## Collected data
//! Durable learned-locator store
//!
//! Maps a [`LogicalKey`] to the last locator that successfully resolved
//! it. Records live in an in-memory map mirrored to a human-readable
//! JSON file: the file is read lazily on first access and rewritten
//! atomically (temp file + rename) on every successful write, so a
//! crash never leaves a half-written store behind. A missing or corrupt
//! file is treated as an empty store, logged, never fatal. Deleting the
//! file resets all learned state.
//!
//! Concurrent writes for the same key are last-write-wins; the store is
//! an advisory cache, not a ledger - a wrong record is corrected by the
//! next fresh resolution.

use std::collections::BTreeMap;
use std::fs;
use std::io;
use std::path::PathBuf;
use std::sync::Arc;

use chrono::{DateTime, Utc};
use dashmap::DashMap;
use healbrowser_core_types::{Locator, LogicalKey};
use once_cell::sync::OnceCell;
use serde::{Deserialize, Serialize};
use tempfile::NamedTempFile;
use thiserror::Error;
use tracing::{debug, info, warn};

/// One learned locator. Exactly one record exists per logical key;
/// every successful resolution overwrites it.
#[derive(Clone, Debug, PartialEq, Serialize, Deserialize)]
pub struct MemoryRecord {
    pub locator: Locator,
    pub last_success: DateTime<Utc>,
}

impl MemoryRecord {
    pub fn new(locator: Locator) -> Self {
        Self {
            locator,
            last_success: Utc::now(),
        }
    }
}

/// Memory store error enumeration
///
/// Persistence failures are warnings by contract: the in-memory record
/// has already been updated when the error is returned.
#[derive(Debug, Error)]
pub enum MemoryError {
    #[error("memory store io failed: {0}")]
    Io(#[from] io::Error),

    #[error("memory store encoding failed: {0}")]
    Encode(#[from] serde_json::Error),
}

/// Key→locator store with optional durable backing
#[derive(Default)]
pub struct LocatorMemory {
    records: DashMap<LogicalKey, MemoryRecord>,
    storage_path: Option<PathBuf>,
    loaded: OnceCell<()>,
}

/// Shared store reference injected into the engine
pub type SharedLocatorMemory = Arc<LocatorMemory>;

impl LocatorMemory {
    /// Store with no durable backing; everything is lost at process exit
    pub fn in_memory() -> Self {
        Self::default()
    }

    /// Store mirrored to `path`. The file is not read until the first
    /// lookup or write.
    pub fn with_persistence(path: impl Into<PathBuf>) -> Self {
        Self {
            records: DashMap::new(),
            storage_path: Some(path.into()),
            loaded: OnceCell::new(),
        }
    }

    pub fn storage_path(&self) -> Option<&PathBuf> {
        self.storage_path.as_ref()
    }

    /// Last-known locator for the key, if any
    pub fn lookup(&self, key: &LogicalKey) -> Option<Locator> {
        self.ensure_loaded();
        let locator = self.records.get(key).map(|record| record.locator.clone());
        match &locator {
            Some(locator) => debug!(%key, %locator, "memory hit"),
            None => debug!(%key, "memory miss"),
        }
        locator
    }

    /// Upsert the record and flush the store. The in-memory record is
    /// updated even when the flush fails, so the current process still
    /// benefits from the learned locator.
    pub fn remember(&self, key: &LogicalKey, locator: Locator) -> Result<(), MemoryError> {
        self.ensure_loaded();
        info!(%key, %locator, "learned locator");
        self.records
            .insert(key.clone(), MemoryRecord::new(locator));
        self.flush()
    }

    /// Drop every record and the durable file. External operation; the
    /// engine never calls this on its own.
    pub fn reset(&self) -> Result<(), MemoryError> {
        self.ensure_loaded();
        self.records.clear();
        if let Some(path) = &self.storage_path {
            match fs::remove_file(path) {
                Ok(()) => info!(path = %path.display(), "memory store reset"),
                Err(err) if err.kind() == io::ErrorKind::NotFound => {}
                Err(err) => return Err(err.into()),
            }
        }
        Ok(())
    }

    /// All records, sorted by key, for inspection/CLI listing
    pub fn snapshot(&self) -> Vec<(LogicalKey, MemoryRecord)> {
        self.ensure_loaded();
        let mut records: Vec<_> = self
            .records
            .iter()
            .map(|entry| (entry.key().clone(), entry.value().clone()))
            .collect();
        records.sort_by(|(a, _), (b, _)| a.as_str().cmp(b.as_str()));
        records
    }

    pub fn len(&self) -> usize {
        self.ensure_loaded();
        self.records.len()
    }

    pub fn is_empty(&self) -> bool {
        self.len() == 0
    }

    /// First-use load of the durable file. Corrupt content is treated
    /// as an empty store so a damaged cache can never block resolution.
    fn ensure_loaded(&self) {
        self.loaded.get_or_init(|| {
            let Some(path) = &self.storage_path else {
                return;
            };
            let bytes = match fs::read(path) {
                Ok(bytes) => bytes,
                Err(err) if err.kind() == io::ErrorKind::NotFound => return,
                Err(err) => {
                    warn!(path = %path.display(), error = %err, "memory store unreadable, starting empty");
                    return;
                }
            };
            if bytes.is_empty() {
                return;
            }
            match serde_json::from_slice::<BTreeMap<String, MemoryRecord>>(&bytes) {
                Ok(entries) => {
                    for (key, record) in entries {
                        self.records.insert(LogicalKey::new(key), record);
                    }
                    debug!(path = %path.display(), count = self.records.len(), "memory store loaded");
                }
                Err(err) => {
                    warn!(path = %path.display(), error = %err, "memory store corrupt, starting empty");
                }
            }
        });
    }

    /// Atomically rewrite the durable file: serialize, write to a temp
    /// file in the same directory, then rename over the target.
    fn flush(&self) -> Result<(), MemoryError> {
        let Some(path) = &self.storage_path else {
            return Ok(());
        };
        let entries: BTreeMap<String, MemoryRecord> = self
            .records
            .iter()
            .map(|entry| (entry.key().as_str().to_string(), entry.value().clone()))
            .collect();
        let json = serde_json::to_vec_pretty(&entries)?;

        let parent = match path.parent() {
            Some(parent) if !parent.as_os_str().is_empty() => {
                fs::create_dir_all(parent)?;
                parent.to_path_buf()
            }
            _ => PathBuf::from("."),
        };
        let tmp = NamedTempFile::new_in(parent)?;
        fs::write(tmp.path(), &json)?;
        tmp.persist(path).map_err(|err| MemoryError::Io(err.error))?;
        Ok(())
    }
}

## WORK INSTRUCTION
Look above for lines with the word "process" and copy them all.

## WRITTEN RESPONSE
    /// Store with no durable backing; everything is lost at process exit
    /// updated even when the flush fails, so the current process still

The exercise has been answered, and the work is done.